# Data for the task

◆ ◆ ◆ ◆ ◆

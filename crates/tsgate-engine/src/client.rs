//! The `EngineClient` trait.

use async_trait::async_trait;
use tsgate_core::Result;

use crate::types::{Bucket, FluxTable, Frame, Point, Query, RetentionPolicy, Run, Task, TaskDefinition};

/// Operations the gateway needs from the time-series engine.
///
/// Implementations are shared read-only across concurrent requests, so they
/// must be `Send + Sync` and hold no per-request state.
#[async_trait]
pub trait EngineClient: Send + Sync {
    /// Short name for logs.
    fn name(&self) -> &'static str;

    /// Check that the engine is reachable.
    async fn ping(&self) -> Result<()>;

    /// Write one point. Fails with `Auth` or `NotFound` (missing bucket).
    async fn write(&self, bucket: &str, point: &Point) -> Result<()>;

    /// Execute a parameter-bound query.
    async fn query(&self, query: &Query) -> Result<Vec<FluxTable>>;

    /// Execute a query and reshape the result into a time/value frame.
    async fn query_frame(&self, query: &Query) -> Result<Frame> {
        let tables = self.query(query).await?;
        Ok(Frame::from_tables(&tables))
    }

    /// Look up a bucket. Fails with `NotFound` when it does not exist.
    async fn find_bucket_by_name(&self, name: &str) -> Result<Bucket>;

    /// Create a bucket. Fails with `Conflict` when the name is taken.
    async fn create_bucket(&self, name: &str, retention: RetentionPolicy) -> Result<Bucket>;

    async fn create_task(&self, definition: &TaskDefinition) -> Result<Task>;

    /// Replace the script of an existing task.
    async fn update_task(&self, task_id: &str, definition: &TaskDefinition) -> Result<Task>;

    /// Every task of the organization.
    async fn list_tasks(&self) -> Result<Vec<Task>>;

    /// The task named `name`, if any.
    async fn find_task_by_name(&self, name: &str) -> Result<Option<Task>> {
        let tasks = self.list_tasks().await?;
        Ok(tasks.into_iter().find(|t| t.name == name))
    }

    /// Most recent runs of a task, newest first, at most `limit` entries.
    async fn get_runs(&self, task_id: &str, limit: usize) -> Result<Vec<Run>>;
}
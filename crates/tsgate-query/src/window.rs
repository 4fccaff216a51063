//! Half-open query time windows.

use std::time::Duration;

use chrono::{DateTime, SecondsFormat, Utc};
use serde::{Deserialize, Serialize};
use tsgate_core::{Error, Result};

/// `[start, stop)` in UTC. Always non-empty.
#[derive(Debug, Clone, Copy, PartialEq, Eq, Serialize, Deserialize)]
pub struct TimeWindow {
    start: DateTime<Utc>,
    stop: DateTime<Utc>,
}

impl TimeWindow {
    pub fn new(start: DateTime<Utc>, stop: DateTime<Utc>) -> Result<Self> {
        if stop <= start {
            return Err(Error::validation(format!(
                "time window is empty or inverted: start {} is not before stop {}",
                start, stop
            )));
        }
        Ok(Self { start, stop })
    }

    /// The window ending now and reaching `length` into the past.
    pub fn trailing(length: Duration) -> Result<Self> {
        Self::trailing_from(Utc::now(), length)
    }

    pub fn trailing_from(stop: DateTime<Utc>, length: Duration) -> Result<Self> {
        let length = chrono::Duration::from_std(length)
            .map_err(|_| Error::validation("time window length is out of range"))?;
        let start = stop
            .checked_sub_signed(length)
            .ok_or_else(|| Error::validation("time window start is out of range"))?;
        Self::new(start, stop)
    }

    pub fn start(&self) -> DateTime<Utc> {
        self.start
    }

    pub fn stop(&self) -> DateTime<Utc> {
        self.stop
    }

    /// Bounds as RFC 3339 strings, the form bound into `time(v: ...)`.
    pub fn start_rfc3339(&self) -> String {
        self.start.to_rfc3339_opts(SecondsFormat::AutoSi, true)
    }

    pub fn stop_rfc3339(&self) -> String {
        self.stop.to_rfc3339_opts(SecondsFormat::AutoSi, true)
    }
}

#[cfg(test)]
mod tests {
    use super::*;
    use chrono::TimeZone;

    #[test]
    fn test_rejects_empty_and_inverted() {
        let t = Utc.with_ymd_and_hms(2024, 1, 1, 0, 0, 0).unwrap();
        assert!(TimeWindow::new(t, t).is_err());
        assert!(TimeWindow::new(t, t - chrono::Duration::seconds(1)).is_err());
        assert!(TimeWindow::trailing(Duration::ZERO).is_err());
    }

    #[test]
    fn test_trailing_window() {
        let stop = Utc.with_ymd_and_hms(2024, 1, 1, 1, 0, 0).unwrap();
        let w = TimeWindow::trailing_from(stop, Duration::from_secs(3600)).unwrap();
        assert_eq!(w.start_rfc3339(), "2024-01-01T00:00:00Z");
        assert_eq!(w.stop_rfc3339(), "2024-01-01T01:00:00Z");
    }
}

◆ ◆ ◆ ◆ ◆

# What to do
In the material above, transcribe exactly the lines beginning at the one with "use super::*;" and ending at the one with "let stop = Utc.with_ymd_and_hms(2024, 1, 1, 1, 0, 0).unwrap();", both included.

# Finished task
    use super::*;
    use chrono::TimeZone;

    #[test]
    fn test_rejects_empty_and_inverted() {
        let t = Utc.with_ymd_and_hms(2024, 1, 1, 0, 0, 0).unwrap();
        assert!(TimeWindow::new(t, t).is_err());
        assert!(TimeWindow::new(t, t - chrono::Duration::seconds(1)).is_err());
        assert!(TimeWindow::trailing(Duration::ZERO).is_err());
    }

    #[test]
    fn test_trailing_window() {
        let stop = Utc.with_ymd_and_hms(2024, 1, 1, 1, 0, 0).unwrap();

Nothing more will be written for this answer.